How do you explain the fact that a billboard telling Christians to support gun control has just gone up in a North Carolina county that gave Trump-o 55% of the vote?  Now granted, the group which paid for this – the North Carolina Council of Churches – has always been a liberal voice among religious groups. But they didn’t run a roadside message like this after Sandy Hook, and evidently this billboard is going to be placed in other locations throughout the Tar Heel state.

When the groundswell first started after Parkland, the immediate response of the gun-rights noisemakers was to dismiss the entire effort as just another example of how the gun-grabbing elitists were ‘using’ kids like David Hogg and Emma Gonzalez to promote their own, nefarious aims. And in previous pro-gun, anti-gun contests, selling the idea that the liberal elite was trying to deny average Americans the ‘right’ to defend themselves was an argument that usually worked. But this is different. You can argue with Bloomberg, you can argue with Soros, but it’s not all that easy to argue with Jesus Christ.

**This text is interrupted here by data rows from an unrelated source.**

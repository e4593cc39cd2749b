//! Pet entity model and DTOs.

use petcare_core::adoption::PetRecord;
use petcare_core::types::{DbId, Timestamp};
use serde::{Deserialize, Serialize};
use sqlx::FromRow;
use validator::Validate;

/// A row from the `pets` table.
#[derive(Debug, Clone, FromRow, Serialize)]
pub struct Pet {
    pub id: DbId,
    pub name: String,
    pub category: String,
    pub image: String,
    pub age: Option<i32>,
    pub location: String,
    pub short_description: String,
    pub long_description: String,
    pub owner_name: String,
    pub owner_email: String,
    pub adopted: bool,
    pub adoption_date: Timestamp,
    pub created_at: Timestamp,
    pub updated_at: Timestamp,
}

impl From<Pet> for PetRecord {
    fn from(pet: Pet) -> Self {
        PetRecord {
            id: pet.id,
            name: pet.name,
            category: pet.category,
            image: pet.image,
            owner_name: pet.owner_name,
            owner_email: pet.owner_email,
            adopted: pet.adopted,
            adoption_date: pet.adoption_date,
        }
    }
}

/// DTO for listing a new pet. The owner is the authenticated caller.
#[derive(Debug, Clone, Deserialize, Validate)]
pub struct CreatePet {
    #[validate(length(min = 1, max = 100))]
    pub name: String,
    #[validate(length(min = 1, max = 50))]
    pub category: String,
    #[validate(url)]
    pub image: Option<String>,
    #[validate(range(min = 0, max = 100))]
    pub age: Option<i32>,
    #[validate(length(max = 200))]
    pub location: Option<String>,
    #[validate(length(max = 300))]
    pub short_description: Option<String>,
    #[validate(length(max = 5000))]
    pub long_description: Option<String>,
}

/// DTO for updating a pet. All fields optional; owner and flag are not
/// editable here.
#[derive(Debug, Clone, Deserialize, Validate)]
pub struct UpdatePet {
    #[validate(length(min = 1, max = 100))]
    pub name: Option<String>,
    #[validate(length(min = 1, max = 50))]
    pub category: Option<String>,
    #[validate(url)]
    pub image: Option<String>,
    #[validate(range(min = 0, max = 100))]
    pub age: Option<i32>,
    #[validate(length(max = 200))]
    pub location: Option<String>,
    #[validate(length(max = 300))]
    pub short_description: Option<String>,
    #[validate(length(max = 5000))]
    pub long_description: Option<String>,
}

Over the years, much of the so-called strength of the pro-gun movement has been explained as not reflecting the size of their movement per se, but the degree of energy and commitment that promotes their cause. Again and again, public surveys find that gun owners are much more likely to engage in political activity about regulating guns than advocates from the gun-control side.  But when outfits like Delta, United, Avis, Hertz and the bank which was issuing NRA credit cards all cut their ties to the Fairfax boys, this sends a much more powerful message than some jerk-off ‘good guy’ who sends a snarky or profane email to a Facebook page promoting more regulation of guns.

How much of the new-found GVP effort is tied directly or indirectly to the growing disillusionment and disgust with Trump? Just as nobody was willing to imagine or predict that Schmuck-o would win the election, so nobody ever imagined that his behavior since moving into the Oval Office could provoke such an anti-Trump storm. But the good news about building a political movement is that it’s always easier to attack than defend, something which the pro-Trump collective is now realizing in spades.

Take a look at the new gun law that just went into effect in Vermont.  This law takes Vermont from the least to one of the most regulated of all 50 states, and it was signed by a Republican governor who, until last week, was rated an ‘A’ by the NRA. Vermont has an active and energetic gun-rights group, some of whom showed up to heckle Governor Scott as he signed the gun bill. Guess what?  The ‘good guys’ lost a big one and the virus may spread.